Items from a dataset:
-- Opening Marker --

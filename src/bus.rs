//! Message bus used by the frame router.
//!
//! Frames go out wrapped in a JSON [`Envelope`]; the MQTT implementation is
//! [`MqttBus`], tests use [`MemoryBus`].

use std::sync::{Arc, Mutex, PoisonError};
use std::time::Duration;

use chrono::Utc;
use log::{debug, info, warn};
use rumqttc::{Client, ClientError, Connection, Event, MqttOptions, Packet, QoS};
use serde::{Deserialize, Serialize};
use snafu::{ResultExt, Snafu};

use crate::config::MqttConfig;
use crate::supervisor::Shutdown;

pub const API_VERSION: &str = "v3";
pub const CONTENT_TYPE: &str = "application/json";

#[derive(Debug, Snafu)]
pub enum Error {
    #[snafu(display("Can't encode envelope: {}", source))]
    Encode { source: serde_json::Error },
    #[snafu(display("Publish to {} failed: {}", topic, source))]
    Publish { topic: String, source: ClientError },
    #[snafu(display("Subscribe to {} failed: {}", topic, source))]
    Subscribe { topic: String, source: ClientError },
}

pub trait Bus: Send + Sync {
    fn publish(&self, topic: &str, payload: Vec<u8>) -> Result<(), Error>;
}

impl<B: Bus + ?Sized> Bus for Arc<B> {
    fn publish(&self, topic: &str, payload: Vec<u8>) -> Result<(), Error> {
        (**self).publish(topic, payload)
    }
}

#[derive(Debug, Clone, PartialEq, Eq, Serialize, Deserialize)]
pub struct SerialPayload {
    pub port: String,
    /// Unix time in nanoseconds.
    pub timestamp: i64,
    /// Frame bytes, hex encoded.
    pub data: String,
}

#[derive(Debug, Clone, PartialEq, Eq, Serialize, Deserialize)]
pub struct Envelope {
    #[serde(rename = "apiVersion")]
    pub api_version: String,
    #[serde(
        rename = "receivedTopic",
        default,
        skip_serializing_if = "String::is_empty"
    )]
    pub received_topic: String,
    #[serde(rename = "correlationID")]
    pub correlation_id: String,
    #[serde(rename = "requestID")]
    pub request_id: String,
    #[serde(rename = "errorCode", default)]
    pub error_code: i32,
    #[serde(default, skip_serializing_if = "Option::is_none")]
    pub payload: Option<SerialPayload>,
    #[serde(rename = "contentType")]
    pub content_type: String,
}

impl Envelope {
    /// Wrap a frame read from `port`.
    pub fn frame(port: &str, data: &[u8]) -> Self {
        Self {
            api_version: API_VERSION.to_owned(),
            received_topic: String::new(),
            correlation_id: uuid::Uuid::new_v4().to_string(),
            request_id: uuid::Uuid::new_v4().to_string(),
            error_code: 0,
            payload: Some(SerialPayload {
                port: port.to_owned(),
                timestamp: Utc::now().timestamp_nanos_opt().unwrap_or_default(),
                data: hex::encode(data),
            }),
            content_type: CONTENT_TYPE.to_owned(),
        }
    }

    pub fn to_json(&self) -> Result<Vec<u8>, Error> {
        serde_json::to_vec(self).context(EncodeSnafu)
    }

    /// The frame carried by the envelope, if there is a well formed one.
    pub fn data(&self) -> Option<Vec<u8>> {
        let payload = self.payload.as_ref()?;
        hex::decode(&payload.data).ok()
    }
}

/// Bytes to write to a port for an inbound bus message.
///
/// An envelope with hex frame data is unwrapped, anything else is passed on
/// as is.
pub fn decode_inbound(message: &[u8]) -> Vec<u8> {
    serde_json::from_slice::<Envelope>(message)
        .ok()
        .and_then(|envelope| envelope.data())
        .unwrap_or_else(|| message.to_vec())
}

/// The MQTT broker connection.
#[derive(Clone)]
pub struct MqttBus {
    client: Client,
}

impl std::fmt::Debug for MqttBus {
    fn fmt(&self, f: &mut std::fmt::Formatter<'_>) -> std::fmt::Result {
        f.debug_struct("MqttBus").finish_non_exhaustive()
    }
}

impl MqttBus {
    /// Create the client. Nothing is sent until the returned connection is
    /// polled, see [`pump`].
    pub fn new(config: &MqttConfig) -> (Self, Connection) {
        let mut options = MqttOptions::new(&config.client_id, &config.host, config.port);
        options.set_keep_alive(Duration::from_secs(config.keep_alive_secs));
        let (client, connection) = Client::new(options, 64);
        (Self { client }, connection)
    }

    /// Queue a subscription. Never blocks, so it is safe to call from the
    /// thread polling the connection.
    pub fn subscribe(&self, topic: &str) -> Result<(), Error> {
        self.client
            .try_subscribe(topic, QoS::AtMostOnce)
            .context(SubscribeSnafu { topic })?;
        debug!("Subscribed to {}", topic);
        Ok(())
    }

    pub fn disconnect(&self) {
        if let Err(err) = self.client.disconnect() {
            debug!("MQTT disconnect: {}", err);
        }
    }
}

impl Bus for MqttBus {
    fn publish(&self, topic: &str, payload: Vec<u8>) -> Result<(), Error> {
        self.client
            .publish(topic, QoS::AtMostOnce, false, payload)
            .context(PublishSnafu { topic })
    }
}

#[derive(Debug, PartialEq, Eq)]
enum Action<'a> {
    Subscribe,
    Deliver { topic: &'a str, payload: &'a [u8] },
    Nothing,
}

fn action(event: &Event) -> Action<'_> {
    match event {
        Event::Incoming(Packet::Publish(publish)) => Action::Deliver {
            topic: &publish.topic,
            payload: &publish.payload,
        },
        // a clean session forgets subscriptions on every reconnect
        Event::Incoming(Packet::ConnAck(ack)) if !ack.session_present => Action::Subscribe,
        _ => Action::Nothing,
    }
}

/// Drive the MQTT connection, handing every inbound publish to `handler`.
///
/// `topics` are subscribed through `bus` each time the broker accepts a
/// connection. Returns when `shutdown` is triggered. Connection errors are
/// logged and retried after `backoff`.
pub fn pump<F>(
    mut connection: Connection,
    bus: &MqttBus,
    topics: &[String],
    shutdown: &Shutdown,
    backoff: Duration,
    mut handler: F,
) where
    F: FnMut(&str, &[u8]),
{
    for event in connection.iter() {
        if shutdown.is_triggered() {
            break;
        }
        match event {
            Ok(event) => match action(&event) {
                Action::Subscribe => {
                    info!("Connected to MQTT broker");
                    for topic in topics {
                        if let Err(err) = bus.subscribe(topic) {
                            warn!("{}", err);
                        }
                    }
                }
                Action::Deliver { topic, payload } => {
                    debug!("MQTT message on {}", topic);
                    handler(topic, payload);
                }
                Action::Nothing => {}
            },
            Err(err) => {
                warn!("MQTT connection error: {}", err);
                if shutdown.wait_timeout(backoff) {
                    break;
                }
            }
        }
    }
    debug!("MQTT pump stopped");
}

/// Collects publishes in memory.
#[derive(Debug, Default, Clone)]
pub struct MemoryBus {
    messages: Arc<Mutex<Vec<(String, Vec<u8>)>>>,
}

impl MemoryBus {
    pub fn new() -> Self {
        Self::default()
    }

    /// Everything published so far, oldest first.
    pub fn messages(&self) -> Vec<(String, Vec<u8>)> {
        self.messages
            .lock()
            .unwrap_or_else(PoisonError::into_inner)
            .clone()
    }
}

impl Bus for MemoryBus {
    fn publish(&self, topic: &str, payload: Vec<u8>) -> Result<(), Error> {
        self.messages
            .lock()
            .unwrap_or_else(PoisonError::into_inner)
            .push((topic.to_owned(), payload));
        Ok(())
    }
}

-- Closing Marker --

*REQUIREMENT*. Send back every record, precisely as written.

*SOLUTION TO THIS TASK*.
filename src/bus.rs
//! Message bus used by the frame router.
//!
//! Frames go out wrapped in a JSON [`Envelope`]; the MQTT implementation is
//! [`MqttBus`], tests use [`MemoryBus`].

use std::sync::{Arc, Mutex, PoisonError};
use std::time::Duration;

use chrono::Utc;
use log::{debug, info, warn};
use rumqttc::{Client, ClientError, Connection, Event, MqttOptions, Packet, QoS};
use serde::{Deserialize, Serialize};
use snafu::{ResultExt, Snafu};

use crate::config::MqttConfig;
use crate::supervisor::Shutdown;

pub const API_VERSION: &str = "v3";
pub const CONTENT_TYPE: &str = "application/json";

#[derive(Debug, Snafu)]
pub enum Error {
    #[snafu(display("Can't encode envelope: {}", source))]
    Encode { source: serde_json::Error },
    #[snafu(display("Publish to {} failed: {}", topic, source))]
    Publish { topic: String, source: ClientError },
    #[snafu(display("Subscribe to {} failed: {}", topic, source))]
    Subscribe { topic: String, source: ClientError },
}

pub trait Bus: Send + Sync {
    fn publish(&self, topic: &str, payload: Vec<u8>) -> Result<(), Error>;
}

impl<B: Bus + ?Sized> Bus for Arc<B> {
    fn publish(&self, topic: &str, payload: Vec<u8>) -> Result<(), Error> {
        (**self).publish(topic, payload)
    }
}

#[derive(Debug, Clone, PartialEq, Eq, Serialize, Deserialize)]
pub struct SerialPayload {
    pub port: String,
    /// Unix time in nanoseconds.
    pub timestamp: i64,
    /// Frame bytes, hex encoded.
    pub data: String,
}

#[derive(Debug, Clone, PartialEq, Eq, Serialize, Deserialize)]
pub struct Envelope {
    #[serde(rename = "apiVersion")]
    pub api_version: String,
    #[serde(
        rename = "receivedTopic",
        default,
        skip_serializing_if = "String::is_empty"
    )]
    pub received_topic: String,
    #[serde(rename = "correlationID")]
    pub correlation_id: String,
    #[serde(rename = "requestID")]
    pub request_id: String,
    #[serde(rename = "errorCode", default)]
    pub error_code: i32,
    #[serde(default, skip_serializing_if = "Option::is_none")]
    pub payload: Option<SerialPayload>,
    #[serde(rename = "contentType")]
    pub content_type: String,
}

impl Envelope {
    /// Wrap a frame read from `port`.
    pub fn frame(port: &str, data: &[u8]) -> Self {
        Self {
            api_version: API_VERSION.to_owned(),
            received_topic: String::new(),
            correlation_id: uuid::Uuid::new_v4().to_string(),
            request_id: uuid::Uuid::new_v4().to_string(),
            error_code: 0,
            payload: Some(SerialPayload {
                port: port.to_owned(),
                timestamp: Utc::now().timestamp_nanos_opt().unwrap_or_default(),
                data: hex::encode(data),
            }),
            content_type: CONTENT_TYPE.to_owned(),
        }
    }

    pub fn to_json(&self) -> Result<Vec<u8>, Error> {
        serde_json::to_vec(self).context(EncodeSnafu)
    }

    /// The frame carried by the envelope, if there is a well formed one.
    pub fn data(&self) -> Option<Vec<u8>> {
        let payload = self.payload.as_ref()?;
        hex::decode(&payload.data).ok()
    }
}

/// Bytes to write to a port for an inbound bus message.
///
/// An envelope with hex frame data is unwrapped, anything else is passed on
/// as is.
pub fn decode_inbound(message: &[u8]) -> Vec<u8> {
    serde_json::from_slice::<Envelope>(message)
        .ok()
        .and_then(|envelope| envelope.data())
        .unwrap_or_else(|| message.to_vec())
}

/// The MQTT broker connection.
#[derive(Clone)]
pub struct MqttBus {
    client: Client,
}

impl std::fmt::Debug for MqttBus {
    fn fmt(&self, f: &mut std::fmt::Formatter<'_>) -> std::fmt::Result {
        f.debug_struct("MqttBus").finish_non_exhaustive()
    }
}

impl MqttBus {
    /// Create the client. Nothing is sent until the returned connection is
    /// polled, see [`pump`].
    pub fn new(config: &MqttConfig) -> (Self, Connection) {
        let mut options = MqttOptions::new(&config.client_id, &config.host, config.port);
        options.set_keep_alive(Duration::from_secs(config.keep_alive_secs));
        let (client, connection) = Client::new(options, 64);
        (Self { client }, connection)
    }

    /// Queue a subscription. Never blocks, so it is safe to call from the
    /// thread polling the connection.
    pub fn subscribe(&self, topic: &str) -> Result<(), Error> {
        self.client
            .try_subscribe(topic, QoS::AtMostOnce)
            .context(SubscribeSnafu { topic })?;
        debug!("Subscribed to {}", topic);
        Ok(())
    }

    pub fn disconnect(&self) {
        if let Err(err) = self.client.disconnect() {
            debug!("MQTT disconnect: {}", err);
        }
    }
}

impl Bus for MqttBus {
    fn publish(&self, topic: &str, payload: Vec<u8>) -> Result<(), Error> {
        self.client
            .publish(topic, QoS::AtMostOnce, false, payload)
            .context(PublishSnafu { topic })
    }
}

#[derive(Debug, PartialEq, Eq)]
enum Action<'a> {
    Subscribe,
    Deliver { topic: &'a str, payload: &'a [u8] },
    Nothing,
}

fn action(event: &Event) -> Action<'_> {
    match event {
        Event::Incoming(Packet::Publish(publish)) => Action::Deliver {
            topic: &publish.topic,
            payload: &publish.payload,
        },
        // a clean session forgets subscriptions on every reconnect
        Event::Incoming(Packet::ConnAck(ack)) if !ack.session_present => Action::Subscribe,
        _ => Action::Nothing,
    }
}

/// Drive the MQTT connection, handing every inbound publish to `handler`.
///
/// `topics` are subscribed through `bus` each time the broker accepts a
/// connection. Returns when `shutdown` is triggered. Connection errors are
/// logged and retried after `backoff`.
pub fn pump<F>(
    mut connection: Connection,
    bus: &MqttBus,
    topics: &[String],
    shutdown: &Shutdown,
    backoff: Duration,
    mut handler: F,
) where
    F: FnMut(&str, &[u8]),
{
    for event in connection.iter() {
        if shutdown.is_triggered() {
            break;
        }
        match event {
            Ok(event) => match action(&event) {
                Action::Subscribe => {
                    info!("Connected to MQTT broker");
                    for topic in topics {
                        if let Err(err) = bus.subscribe(topic) {
                            warn!("{}", err);
                        }
                    }
                }
                Action::Deliver { topic, payload } => {
                    debug!("MQTT message on {}", topic);
                    handler(topic, payload);
                }
                Action::Nothing => {}
            },
            Err(err) => {
                warn!("MQTT connection error: {}", err);
                if shutdown.wait_timeout(backoff) {
                    break;
                }
            }
        }
    }
    debug!("MQTT pump stopped");
}

/// Collects publishes in memory.
#[derive(Debug, Default, Clone)]
pub struct MemoryBus {
    messages: Arc<Mutex<Vec<(String, Vec<u8>)>>>,
}

impl MemoryBus {
    pub fn new() -> Self {
        Self::default()
    }

    /// Everything published so far, oldest first.
    pub fn messages(&self) -> Vec<(String, Vec<u8>)> {
        self.messages
            .lock()
            .unwrap_or_else(PoisonError::into_inner)
            .clone()
    }
}

impl Bus for MemoryBus {
    fn publish(&self, topic: &str, payload: Vec<u8>) -> Result<(), Error> {
        self.messages
            .lock()
            .unwrap_or_else(PoisonError::into_inner)
            .push((topic.to_owned(), payload));
        Ok(())
    }
}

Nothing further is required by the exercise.